━━━ ENTRIES SHOWN ━━━

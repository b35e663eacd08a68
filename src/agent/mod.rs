pub mod context;
pub mod conversation;

pub use context::SearchContext;
pub use conversation::{Conversation, ConversationState};

use crate::crawl::Crawler;
use crate::error::SearchError;
use crate::extract::extract_all;
use crate::format::{format_response, search_failed};
use crate::interpreter::interpret;
use crate::llm::CriteriaExtractor;
use crate::matcher::filter_matching;
use crate::models::{Criteria, Listing, SearchResult};
use crate::search_url::DEFAULT_SITE_URL;
use tracing::{error, info, warn};

/// Runs searches against one rental site: query in, readable answer out
pub struct HousingSearchAgent {
    site_url: String,
    crawler: Box<dyn Crawler>,
    extractor: Box<dyn CriteriaExtractor>,
}

impl HousingSearchAgent {
    pub fn new(crawler: Box<dyn Crawler>, extractor: Box<dyn CriteriaExtractor>) -> Self {
        Self::with_site_url(DEFAULT_SITE_URL, crawler, extractor)
    }

    pub fn with_site_url(
        site_url: impl Into<String>,
        crawler: Box<dyn Crawler>,
        extractor: Box<dyn CriteriaExtractor>,
    ) -> Self {
        Self {
            site_url: site_url.into(),
            crawler,
            extractor,
        }
    }

    pub fn site_url(&self) -> &str {
        &self.site_url
    }

    pub fn extractor(&self) -> &dyn CriteriaExtractor {
        self.extractor.as_ref()
    }

    /// Answer a free-text query. Never fails; errors become the reply.
    pub async fn search_housing(&self, query: &str) -> String {
        match self.search(query).await {
            Ok((context, result)) => render(&context, &result),
            Err(SearchError::CriteriaParse(e)) => {
                warn!("Could not parse query: {}", e.cause());
                e.to_string()
            }
            Err(e) => {
                error!("Error in search_housing: {}", e);
                e.to_string()
            }
        }
    }

    /// Interpret a free-text query and run the search it describes
    pub async fn search(&self, query: &str) -> Result<(SearchContext, SearchResult), SearchError> {
        let criteria = interpret(self.extractor.as_ref(), query).await?;
        Ok(self.execute_search(criteria).await)
    }

    /// Answer for already validated criteria
    pub async fn search_with_criteria(&self, criteria: Criteria) -> String {
        let (context, result) = self.execute_search(criteria).await;
        render(&context, &result)
    }

    /// Resolve, crawl, extract and filter. Crawl failures are folded into the result.
    pub async fn execute_search(&self, criteria: Criteria) -> (SearchContext, SearchResult) {
        let context = SearchContext::new(&self.site_url, criteria);
        info!("Starting housing search: {}", context.search_url);

        let result = match self.find_listings(&context).await {
            Ok(listings) => {
                info!("Found {} matching listings", listings.len());
                SearchResult::success(context.criteria.clone(), context.search_url.clone(), listings)
            }
            Err(e) => {
                error!("Error during housing search: {}", e);
                SearchResult::failure(
                    context.criteria.clone(),
                    context.search_url.clone(),
                    e.to_string(),
                )
            }
        };

        (context, result)
    }

    async fn find_listings(
        &self,
        context: &SearchContext,
    ) -> Result<Vec<Listing>, SearchError> {
        let fragments = self
            .crawler
            .crawl(&context.search_url)
            .await
            .map_err(|source| SearchError::Crawl {
                search_url: context.search_url.clone(),
                source,
            })?;

        let candidates = extract_all(&fragments, &context.criteria, &self.site_url);
        info!(
            "{} returned {} pages, {} candidate listings",
            self.crawler.source_name(),
            fragments.len(),
            candidates.len()
        );

        Ok(filter_matching(candidates, &context.criteria))
    }
}

fn render(context: &SearchContext, result: &SearchResult) -> String {
    if result.is_success() {
        format_response(&result.listings, &context.search_url)
    } else {
        search_failed(&context.search_url)
    }
}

━━━

— TASK TO CARRY OUT —
Copy each entry exactly.

— FINISHED TASK —
repository b35e663eacd08a68
filename src/agent/mod.rs
pub mod context;
pub mod conversation;

pub use context::SearchContext;
pub use conversation::{Conversation, ConversationState};

use crate::crawl::Crawler;
use crate::error::SearchError;
use crate::extract::extract_all;
use crate::format::{format_response, search_failed};
use crate::interpreter::interpret;
use crate::llm::CriteriaExtractor;
use crate::matcher::filter_matching;
use crate::models::{Criteria, Listing, SearchResult};
use crate::search_url::DEFAULT_SITE_URL;
use tracing::{error, info, warn};

/// Runs searches against one rental site: query in, readable answer out
pub struct HousingSearchAgent {
    site_url: String,
    crawler: Box<dyn Crawler>,
    extractor: Box<dyn CriteriaExtractor>,
}

impl HousingSearchAgent {
    pub fn new(crawler: Box<dyn Crawler>, extractor: Box<dyn CriteriaExtractor>) -> Self {
        Self::with_site_url(DEFAULT_SITE_URL, crawler, extractor)
    }

    pub fn with_site_url(
        site_url: impl Into<String>,
        crawler: Box<dyn Crawler>,
        extractor: Box<dyn CriteriaExtractor>,
    ) -> Self {
        Self {
            site_url: site_url.into(),
            crawler,
            extractor,
        }
    }

    pub fn site_url(&self) -> &str {
        &self.site_url
    }

    pub fn extractor(&self) -> &dyn CriteriaExtractor {
        self.extractor.as_ref()
    }

    /// Answer a free-text query. Never fails; errors become the reply.
    pub async fn search_housing(&self, query: &str) -> String {
        match self.search(query).await {
            Ok((context, result)) => render(&context, &result),
            Err(SearchError::CriteriaParse(e)) => {
                warn!("Could not parse query: {}", e.cause());
                e.to_string()
            }
            Err(e) => {
                error!("Error in search_housing: {}", e);
                e.to_string()
            }
        }
    }

    /// Interpret a free-text query and run the search it describes
    pub async fn search(&self, query: &str) -> Result<(SearchContext, SearchResult), SearchError> {
        let criteria = interpret(self.extractor.as_ref(), query).await?;
        Ok(self.execute_search(criteria).await)
    }

    /// Answer for already validated criteria
    pub async fn search_with_criteria(&self, criteria: Criteria) -> String {
        let (context, result) = self.execute_search(criteria).await;
        render(&context, &result)
    }

    /// Resolve, crawl, extract and filter. Crawl failures are folded into the result.
    pub async fn execute_search(&self, criteria: Criteria) -> (SearchContext, SearchResult) {
        let context = SearchContext::new(&self.site_url, criteria);
        info!("Starting housing search: {}", context.search_url);

        let result = match self.find_listings(&context).await {
            Ok(listings) => {
                info!("Found {} matching listings", listings.len());
                SearchResult::success(context.criteria.clone(), context.search_url.clone(), listings)
            }
            Err(e) => {
                error!("Error during housing search: {}", e);
                SearchResult::failure(
                    context.criteria.clone(),
                    context.search_url.clone(),
                    e.to_string(),
                )
            }
        };

        (context, result)
    }

    async fn find_listings(
        &self,
        context: &SearchContext,
    ) -> Result<Vec<Listing>, SearchError> {
        let fragments = self
            .crawler
            .crawl(&context.search_url)
            .await
            .map_err(|source| SearchError::Crawl {
                search_url: context.search_url.clone(),
                source,
            })?;

        let candidates = extract_all(&fragments, &context.criteria, &self.site_url);
        info!(
            "{} returned {} pages, {} candidate listings",
            self.crawler.source_name(),
            fragments.len(),
            candidates.len()
        );

        Ok(filter_matching(candidates, &context.criteria))
    }
}

fn render(context: &SearchContext, result: &SearchResult) -> String {
    if result.is_success() {
        format_response(&result.listings, &context.search_url)
    } else {
        search_failed(&context.search_url)
    }
}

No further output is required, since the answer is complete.